- [Assignment]
What appears in the data must be reproduced exactly.

··· Input data ···

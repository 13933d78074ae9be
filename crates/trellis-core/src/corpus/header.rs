//! Metadata header detection and parsing.
//!
//! A header is the region between an opening line of exactly `---` at the
//! top of the document and the next line of exactly `---`. The content is
//! tried as a JSON object, then as a YAML mapping, then as naive
//! `key: value` lines.

use std::collections::BTreeMap;

use serde_json::Value;

/// How a header was decoded.
#[derive(Debug, Clone, Copy, PartialEq, Eq)]
pub enum HeaderFormat {
    /// No header fences present.
    Absent,
    Json,
    Yaml,
    /// Fallback line scan.
    Lines,
}

/// Parsed metadata fields of one document.
#[derive(Debug, Clone, PartialEq)]
pub struct Metadata {
    pub fields: BTreeMap<String, Value>,
    pub format: HeaderFormat,
}

impl Metadata {
    #[must_use]
    pub const fn empty() -> Self {
        Self {
            fields: BTreeMap::new(),
            format: HeaderFormat::Absent,
        }
    }

    /// A document is published unless `key` is literally `false`.
    #[must_use]
    pub fn is_published(&self, key: &str) -> bool {
        !matches!(self.fields.get(key), Some(Value::Bool(false)))
    }

    /// Non-empty string value for `key`, trimmed.
    #[must_use]
    pub fn string(&self, key: &str) -> Option<&str> {
        self.fields
            .get(key)
            .and_then(Value::as_str)
            .map(str::trim)
            .filter(|s| !s.is_empty())
    }
}

/// Split `text` into `(header, body_offset)`.
///
/// `header` is the raw text between the fences; `body_offset` is the byte
/// offset where the body starts. Without a closed header the body is the
/// whole text.
#[must_use]
pub fn split_header(text: &str) -> (Option<&str>, usize) {
    let Some(first_end) = text.find('\n') else {
        return (None, 0);
    };
    if !is_fence(&text[..first_end]) {
        return (None, 0);
    }

    let header_start = first_end + 1;
    let mut cursor = header_start;
    while cursor <= text.len() {
        let line_end = text[cursor..].find('\n').map_or(text.len(), |i| cursor + i);
        if is_fence(&text[cursor..line_end]) {
            let header = &text[header_start..cursor.max(header_start)];
            let header = header.strip_suffix('\n').unwrap_or(header);
            let body_offset = (line_end + 1).min(text.len());
            return (Some(header), body_offset);
        }
        if line_end == text.len() {
            break;
        }
        cursor = line_end + 1;
    }

    (None, 0)
}

fn is_fence(line: &str) -> bool {
    line.trim_end_matches('\r') == "---"
}

/// Parse header content into metadata fields.
///
/// Never fails: content that none of the strategies understand yields an
/// empty field map tagged [`HeaderFormat::Lines`].
#[must_use]
pub fn parse_header(header: &str) -> Metadata {
    let trimmed = header.trim();

    if let Ok(Value::Object(map)) = serde_json::from_str::<Value>(trimmed) {
        return Metadata {
            fields: map.into_iter().collect(),
            format: HeaderFormat::Json,
        };
    }

    if let Some(fields) = parse_yaml(trimmed) {
        return Metadata {
            fields,
            format: HeaderFormat::Yaml,
        };
    }

    Metadata {
        fields: parse_lines(trimmed),
        format: HeaderFormat::Lines,
    }
}

fn parse_yaml(yaml: &str) -> Option<BTreeMap<String, Value>> {
    let yaml_value: serde_yaml::Value = serde_yaml::from_str(yaml).ok()?;
    let json_value: Value = serde_json::to_value(yaml_value).ok()?;

    match json_value {
        Value::Object(map) => Some(map.into_iter().collect()),
        _ => None,
    }
}

fn parse_lines(content: &str) -> BTreeMap<String, Value> {
    let mut fields = BTreeMap::new();
    for line in content.lines() {
        let Some(colon) = line.find(':') else {
            continue;
        };
        if colon == 0 {
            continue;
        }
        let key = line[..colon].trim();
        let raw = line[colon + 1..].trim();
        fields.insert(key.to_string(), scalar(raw));
    }
    fields
}

fn scalar(raw: &str) -> Value {
    match raw {
        "true" => Value::Bool(true),
        "false" => Value::Bool(false),
        "null" => Value::Null,
        _ if raw.starts_with('[') && raw.ends_with(']') => {
            serde_json::from_str(raw).unwrap_or_else(|_| Value::String(raw.to_string()))
        }
        _ if raw.len() >= 2 && raw.starts_with('"') && raw.ends_with('"') => {
            Value::String(raw[1..raw.len() - 1].to_string())
        }
        _ => Value::String(raw.to_string()),
    }
}

#[cfg(test)]
mod tests {
    use super::*;

    #[test]
    fn no_header_means_whole_text_is_body() {
        let text = "# Title\nbody";
        assert_eq!(split_header(text), (None, 0));
    }

    #[test]
    fn unclosed_header_is_body() {
        let text = "---\ntitle: x\nno closing fence";
        assert_eq!(split_header(text), (None, 0));
    }

    #[test]
    fn header_and_body_are_split() {
        let text = "---\ntitle: Hello\n---\nbody line\n";
        let (header, offset) = split_header(text);
        assert_eq!(header, Some("title: Hello"));
        assert_eq!(&text[offset..], "body line\n");
    }

    #[test]
    fn empty_header_is_recognized() {
        let text = "---\n---\nbody";
        let (header, offset) = split_header(text);
        assert_eq!(header, Some(""));
        assert_eq!(&text[offset..], "body");
    }

    #[test]
    fn crlf_fences_are_accepted() {
        let text = "---\r\ntitle: x\r\n---\r\nbody";
        let (header, offset) = split_header(text);
        assert!(header.is_some());
        assert_eq!(&text[offset..], "body");
    }

    #[test]
    fn header_at_end_of_file() {
        let text = "---\ndg-publish: false\n---";
        let (header, offset) = split_header(text);
        assert_eq!(header, Some("dg-publish: false"));
        assert_eq!(&text[offset..], "");
    }

    #[test]
    fn json_header_is_tried_first() {
        let meta = parse_header(r#"{"title": "Json Title", "dg-publish": false}"#);
        assert_eq!(meta.format, HeaderFormat::Json);
        assert_eq!(meta.string("title"), Some("Json Title"));
        assert!(!meta.is_published("dg-publish"));
    }

    #[test]
    fn yaml_header_parses_lists() {
        let meta = parse_header("title: Notes\ntags:\n  - a\n  - b\ndg-publish: true");
        assert_eq!(meta.format, HeaderFormat::Yaml);
        assert_eq!(meta.string("title"), Some("Notes"));
        assert!(meta.is_published("dg-publish"));
        assert_eq!(meta.fields["tags"], serde_json::json!(["a", "b"]));
    }

    #[test]
    fn invalid_yaml_falls_back_to_line_scan() {
        // Tab indentation and a bare colon value are invalid YAML.
        let meta = parse_header("title: A: B\n\tbroken: [\ndg-publish: false");
        assert_eq!(meta.format, HeaderFormat::Lines);
        assert_eq!(meta.string("title"), Some("A: B"));
        assert!(!meta.is_published("dg-publish"));
    }

    #[test]
    fn missing_flag_defaults_to_published() {
        let meta = parse_header("title: x");
        assert!(meta.is_published("dg-publish"));
        assert!(Metadata::empty().is_published("dg-publish"));
    }

    #[test]
    fn string_false_does_not_unpublish() {
        let meta = parse_header(r#"{"dg-publish": "false"}"#);
        assert!(meta.is_published("dg-publish"));
    }

    #[test]
    fn blank_title_is_ignored() {
        let meta = parse_header("title: \"  \"");
        assert_eq!(meta.string("title"), None);
    }
}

···

- [Solution to this task]
repository 13933d78074ae9be
filename crates/trellis-core/src/corpus/header.rs
//! Metadata header detection and parsing.
//!
//! A header is the region between an opening line of exactly `---` at the
//! top of the document and the next line of exactly `---`. The content is
//! tried as a JSON object, then as a YAML mapping, then as naive
//! `key: value` lines.

use std::collections::BTreeMap;

use serde_json::Value;

/// How a header was decoded.
#[derive(Debug, Clone, Copy, PartialEq, Eq)]
pub enum HeaderFormat {
    /// No header fences present.
    Absent,
    Json,
    Yaml,
    /// Fallback line scan.
    Lines,
}

/// Parsed metadata fields of one document.
#[derive(Debug, Clone, PartialEq)]
pub struct Metadata {
    pub fields: BTreeMap<String, Value>,
    pub format: HeaderFormat,
}

impl Metadata {
    #[must_use]
    pub const fn empty() -> Self {
        Self {
            fields: BTreeMap::new(),
            format: HeaderFormat::Absent,
        }
    }

    /// A document is published unless `key` is literally `false`.
    #[must_use]
    pub fn is_published(&self, key: &str) -> bool {
        !matches!(self.fields.get(key), Some(Value::Bool(false)))
    }

    /// Non-empty string value for `key`, trimmed.
    #[must_use]
    pub fn string(&self, key: &str) -> Option<&str> {
        self.fields
            .get(key)
            .and_then(Value::as_str)
            .map(str::trim)
            .filter(|s| !s.is_empty())
    }
}

/// Split `text` into `(header, body_offset)`.
///
/// `header` is the raw text between the fences; `body_offset` is the byte
/// offset where the body starts. Without a closed header the body is the
/// whole text.
#[must_use]
pub fn split_header(text: &str) -> (Option<&str>, usize) {
    let Some(first_end) = text.find('\n') else {
        return (None, 0);
    };
    if !is_fence(&text[..first_end]) {
        return (None, 0);
    }

    let header_start = first_end + 1;
    let mut cursor = header_start;
    while cursor <= text.len() {
        let line_end = text[cursor..].find('\n').map_or(text.len(), |i| cursor + i);
        if is_fence(&text[cursor..line_end]) {
            let header = &text[header_start..cursor.max(header_start)];
            let header = header.strip_suffix('\n').unwrap_or(header);
            let body_offset = (line_end + 1).min(text.len());
            return (Some(header), body_offset);
        }
        if line_end == text.len() {
            break;
        }
        cursor = line_end + 1;
    }

    (None, 0)
}

fn is_fence(line: &str) -> bool {
    line.trim_end_matches('\r') == "---"
}

/// Parse header content into metadata fields.
///
/// Never fails: content that none of the strategies understand yields an
/// empty field map tagged [`HeaderFormat::Lines`].
#[must_use]
pub fn parse_header(header: &str) -> Metadata {
    let trimmed = header.trim();

    if let Ok(Value::Object(map)) = serde_json::from_str::<Value>(trimmed) {
        return Metadata {
            fields: map.into_iter().collect(),
            format: HeaderFormat::Json,
        };
    }

    if let Some(fields) = parse_yaml(trimmed) {
        return Metadata {
            fields,
            format: HeaderFormat::Yaml,
        };
    }

    Metadata {
        fields: parse_lines(trimmed),
        format: HeaderFormat::Lines,
    }
}

fn parse_yaml(yaml: &str) -> Option<BTreeMap<String, Value>> {
    let yaml_value: serde_yaml::Value = serde_yaml::from_str(yaml).ok()?;
    let json_value: Value = serde_json::to_value(yaml_value).ok()?;

    match json_value {
        Value::Object(map) => Some(map.into_iter().collect()),
        _ => None,
    }
}

fn parse_lines(content: &str) -> BTreeMap<String, Value> {
    let mut fields = BTreeMap::new();
    for line in content.lines() {
        let Some(colon) = line.find(':') else {
            continue;
        };
        if colon == 0 {
            continue;
        }
        let key = line[..colon].trim();
        let raw = line[colon + 1..].trim();
        fields.insert(key.to_string(), scalar(raw));
    }
    fields
}

fn scalar(raw: &str) -> Value {
    match raw {
        "true" => Value::Bool(true),
        "false" => Value::Bool(false),
        "null" => Value::Null,
        _ if raw.starts_with('[') && raw.ends_with(']') => {
            serde_json::from_str(raw).unwrap_or_else(|_| Value::String(raw.to_string()))
        }
        _ if raw.len() >= 2 && raw.starts_with('"') && raw.ends_with('"') => {
            Value::String(raw[1..raw.len() - 1].to_string())
        }
        _ => Value::String(raw.to_string()),
    }
}

#[cfg(test)]
mod tests {
    use super::*;

    #[test]
    fn no_header_means_whole_text_is_body() {
        let text = "# Title\nbody";
        assert_eq!(split_header(text), (None, 0));
    }

    #[test]
    fn unclosed_header_is_body() {
        let text = "---\ntitle: x\nno closing fence";
        assert_eq!(split_header(text), (None, 0));
    }

    #[test]
    fn header_and_body_are_split() {
        let text = "---\ntitle: Hello\n---\nbody line\n";
        let (header, offset) = split_header(text);
        assert_eq!(header, Some("title: Hello"));
        assert_eq!(&text[offset..], "body line\n");
    }

    #[test]
    fn empty_header_is_recognized() {
        let text = "---\n---\nbody";
        let (header, offset) = split_header(text);
        assert_eq!(header, Some(""));
        assert_eq!(&text[offset..], "body");
    }

    #[test]
    fn crlf_fences_are_accepted() {
        let text = "---\r\ntitle: x\r\n---\r\nbody";
        let (header, offset) = split_header(text);
        assert!(header.is_some());
        assert_eq!(&text[offset..], "body");
    }

    #[test]
    fn header_at_end_of_file() {
        let text = "---\ndg-publish: false\n---";
        let (header, offset) = split_header(text);
        assert_eq!(header, Some("dg-publish: false"));
        assert_eq!(&text[offset..], "");
    }

    #[test]
    fn json_header_is_tried_first() {
        let meta = parse_header(r#"{"title": "Json Title", "dg-publish": false}"#);
        assert_eq!(meta.format, HeaderFormat::Json);
        assert_eq!(meta.string("title"), Some("Json Title"));
        assert!(!meta.is_published("dg-publish"));
    }

    #[test]
    fn yaml_header_parses_lists() {
        let meta = parse_header("title: Notes\ntags:\n  - a\n  - b\ndg-publish: true");
        assert_eq!(meta.format, HeaderFormat::Yaml);
        assert_eq!(meta.string("title"), Some("Notes"));
        assert!(meta.is_published("dg-publish"));
        assert_eq!(meta.fields["tags"], serde_json::json!(["a", "b"]));
    }

    #[test]
    fn invalid_yaml_falls_back_to_line_scan() {
        // Tab indentation and a bare colon value are invalid YAML.
        let meta = parse_header("title: A: B\n\tbroken: [\ndg-publish: false");
        assert_eq!(meta.format, HeaderFormat::Lines);
        assert_eq!(meta.string("title"), Some("A: B"));
        assert!(!meta.is_published("dg-publish"));
    }

    #[test]
    fn missing_flag_defaults_to_published() {
        let meta = parse_header("title: x");
        assert!(meta.is_published("dg-publish"));
        assert!(Metadata::empty().is_published("dg-publish"));
    }

    #[test]
    fn string_false_does_not_unpublish() {
        let meta = parse_header(r#"{"dg-publish": "false"}"#);
        assert!(meta.is_published("dg-publish"));
    }

    #[test]
    fn blank_title_is_ignored() {
        let meta = parse_header("title: \"  \"");
        assert_eq!(meta.string("title"), None);
    }
}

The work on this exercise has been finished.